Problem description: Your answer should be the exact lines of the data below from the one containing "config.model_name = model.clone();" through the one containing "let cli = Cli::parse();"; please include nothing else.

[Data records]
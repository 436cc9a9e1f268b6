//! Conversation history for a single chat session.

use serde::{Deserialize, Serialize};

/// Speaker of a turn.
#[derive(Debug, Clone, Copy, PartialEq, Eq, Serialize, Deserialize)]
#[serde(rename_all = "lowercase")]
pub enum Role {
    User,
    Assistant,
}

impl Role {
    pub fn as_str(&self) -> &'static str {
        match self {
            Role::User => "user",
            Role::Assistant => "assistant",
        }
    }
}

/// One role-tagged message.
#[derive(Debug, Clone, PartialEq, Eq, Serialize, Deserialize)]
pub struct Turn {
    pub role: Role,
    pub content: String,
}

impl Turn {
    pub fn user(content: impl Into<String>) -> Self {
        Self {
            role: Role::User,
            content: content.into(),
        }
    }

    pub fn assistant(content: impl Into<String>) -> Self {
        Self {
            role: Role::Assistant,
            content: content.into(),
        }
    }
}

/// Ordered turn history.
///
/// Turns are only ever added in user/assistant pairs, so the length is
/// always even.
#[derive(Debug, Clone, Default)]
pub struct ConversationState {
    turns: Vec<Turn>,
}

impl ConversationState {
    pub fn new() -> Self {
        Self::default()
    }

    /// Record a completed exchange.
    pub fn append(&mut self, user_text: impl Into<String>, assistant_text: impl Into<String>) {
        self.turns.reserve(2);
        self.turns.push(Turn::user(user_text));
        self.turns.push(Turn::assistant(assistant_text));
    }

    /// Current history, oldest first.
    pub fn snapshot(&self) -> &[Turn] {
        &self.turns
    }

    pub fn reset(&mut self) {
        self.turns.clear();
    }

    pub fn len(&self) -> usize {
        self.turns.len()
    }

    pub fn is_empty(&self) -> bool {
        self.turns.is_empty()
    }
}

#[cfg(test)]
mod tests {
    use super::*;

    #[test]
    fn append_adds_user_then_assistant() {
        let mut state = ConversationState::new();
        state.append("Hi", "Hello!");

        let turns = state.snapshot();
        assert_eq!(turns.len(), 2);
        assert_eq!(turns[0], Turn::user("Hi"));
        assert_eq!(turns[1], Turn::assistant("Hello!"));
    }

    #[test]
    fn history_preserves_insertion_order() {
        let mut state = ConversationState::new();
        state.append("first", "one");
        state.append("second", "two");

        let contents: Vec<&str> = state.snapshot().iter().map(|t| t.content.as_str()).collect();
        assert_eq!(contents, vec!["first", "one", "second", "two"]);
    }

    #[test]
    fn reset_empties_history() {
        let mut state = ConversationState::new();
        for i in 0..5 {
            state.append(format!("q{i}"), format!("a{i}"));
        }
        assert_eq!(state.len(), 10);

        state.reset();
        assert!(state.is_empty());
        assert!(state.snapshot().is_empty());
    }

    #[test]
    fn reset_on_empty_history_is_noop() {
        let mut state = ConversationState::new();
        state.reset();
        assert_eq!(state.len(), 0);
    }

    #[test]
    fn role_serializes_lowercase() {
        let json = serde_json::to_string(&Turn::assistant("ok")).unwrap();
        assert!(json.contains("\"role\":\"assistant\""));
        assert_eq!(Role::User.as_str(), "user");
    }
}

---

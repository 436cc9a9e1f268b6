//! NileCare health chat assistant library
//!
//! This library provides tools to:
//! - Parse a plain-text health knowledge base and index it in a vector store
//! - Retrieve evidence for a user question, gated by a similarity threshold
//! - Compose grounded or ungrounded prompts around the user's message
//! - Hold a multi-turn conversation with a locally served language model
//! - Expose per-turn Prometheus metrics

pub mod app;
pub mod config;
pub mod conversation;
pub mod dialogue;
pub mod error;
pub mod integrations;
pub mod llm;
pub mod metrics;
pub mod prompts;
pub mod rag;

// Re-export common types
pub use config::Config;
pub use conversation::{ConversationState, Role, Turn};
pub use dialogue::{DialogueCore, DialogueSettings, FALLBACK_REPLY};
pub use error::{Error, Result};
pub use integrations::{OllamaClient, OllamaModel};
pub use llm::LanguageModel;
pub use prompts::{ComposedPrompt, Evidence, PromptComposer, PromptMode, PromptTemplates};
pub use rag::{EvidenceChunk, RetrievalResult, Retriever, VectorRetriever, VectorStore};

---

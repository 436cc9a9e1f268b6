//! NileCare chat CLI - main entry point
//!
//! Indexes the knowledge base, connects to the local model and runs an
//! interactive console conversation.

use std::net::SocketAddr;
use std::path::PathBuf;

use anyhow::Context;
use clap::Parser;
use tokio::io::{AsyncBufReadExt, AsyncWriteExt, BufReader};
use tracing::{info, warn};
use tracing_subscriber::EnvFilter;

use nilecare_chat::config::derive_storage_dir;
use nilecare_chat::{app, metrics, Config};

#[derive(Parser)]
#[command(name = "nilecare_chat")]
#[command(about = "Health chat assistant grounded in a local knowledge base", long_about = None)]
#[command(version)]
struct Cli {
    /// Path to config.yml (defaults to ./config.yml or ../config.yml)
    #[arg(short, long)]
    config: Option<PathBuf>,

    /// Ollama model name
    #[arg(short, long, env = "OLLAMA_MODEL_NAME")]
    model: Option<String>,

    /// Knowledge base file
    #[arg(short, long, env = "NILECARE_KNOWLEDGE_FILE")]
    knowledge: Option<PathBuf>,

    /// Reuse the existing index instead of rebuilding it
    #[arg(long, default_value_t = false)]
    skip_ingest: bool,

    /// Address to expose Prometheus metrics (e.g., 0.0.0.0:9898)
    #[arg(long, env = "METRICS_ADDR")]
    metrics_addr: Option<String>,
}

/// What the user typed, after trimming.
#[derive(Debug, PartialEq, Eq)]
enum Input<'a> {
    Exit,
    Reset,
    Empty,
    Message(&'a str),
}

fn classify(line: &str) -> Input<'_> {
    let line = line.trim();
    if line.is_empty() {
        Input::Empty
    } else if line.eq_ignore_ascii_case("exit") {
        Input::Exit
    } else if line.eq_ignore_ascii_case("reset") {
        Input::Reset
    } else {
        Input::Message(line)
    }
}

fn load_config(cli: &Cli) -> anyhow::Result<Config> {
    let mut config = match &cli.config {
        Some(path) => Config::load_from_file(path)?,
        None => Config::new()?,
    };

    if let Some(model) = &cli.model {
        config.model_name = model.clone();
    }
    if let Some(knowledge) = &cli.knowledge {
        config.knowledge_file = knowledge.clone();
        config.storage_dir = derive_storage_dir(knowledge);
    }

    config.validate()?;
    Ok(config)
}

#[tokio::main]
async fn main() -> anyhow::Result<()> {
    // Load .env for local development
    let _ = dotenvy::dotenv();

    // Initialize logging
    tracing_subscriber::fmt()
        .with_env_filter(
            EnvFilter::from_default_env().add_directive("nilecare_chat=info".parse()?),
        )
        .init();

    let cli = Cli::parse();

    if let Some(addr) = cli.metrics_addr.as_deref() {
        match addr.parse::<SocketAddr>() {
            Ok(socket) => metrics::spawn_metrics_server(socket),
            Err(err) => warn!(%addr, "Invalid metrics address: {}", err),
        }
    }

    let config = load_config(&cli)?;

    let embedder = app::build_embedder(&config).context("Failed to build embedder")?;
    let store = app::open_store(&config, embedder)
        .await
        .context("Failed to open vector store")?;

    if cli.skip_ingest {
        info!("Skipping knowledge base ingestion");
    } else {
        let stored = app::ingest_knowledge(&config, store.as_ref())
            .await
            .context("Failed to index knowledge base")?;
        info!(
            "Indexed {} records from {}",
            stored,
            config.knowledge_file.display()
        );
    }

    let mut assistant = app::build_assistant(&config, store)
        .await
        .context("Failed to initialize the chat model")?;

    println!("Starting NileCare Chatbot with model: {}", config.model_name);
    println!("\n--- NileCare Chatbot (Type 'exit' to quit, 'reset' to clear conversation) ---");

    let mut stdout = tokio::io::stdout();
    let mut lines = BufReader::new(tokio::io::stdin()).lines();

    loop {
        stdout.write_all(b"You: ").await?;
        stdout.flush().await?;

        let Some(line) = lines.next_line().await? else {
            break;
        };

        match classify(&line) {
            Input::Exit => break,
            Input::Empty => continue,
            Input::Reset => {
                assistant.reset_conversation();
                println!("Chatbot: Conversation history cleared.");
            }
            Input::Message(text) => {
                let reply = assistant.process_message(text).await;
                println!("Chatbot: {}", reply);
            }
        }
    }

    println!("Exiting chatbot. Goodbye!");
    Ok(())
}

Response to this exercise:
        config.model_name = model.clone();
    }
    if let Some(knowledge) = &cli.knowledge {
        config.knowledge_file = knowledge.clone();
        config.storage_dir = derive_storage_dir(knowledge);
    }

    config.validate()?;
    Ok(config)
}

#[tokio::main]
async fn main() -> anyhow::Result<()> {
    // Load .env for local development
    let _ = dotenvy::dotenv();

    // Initialize logging
    tracing_subscriber::fmt()
        .with_env_filter(
            EnvFilter::from_default_env().add_directive("nilecare_chat=info".parse()?),
        )
        .init();

    let cli = Cli::parse();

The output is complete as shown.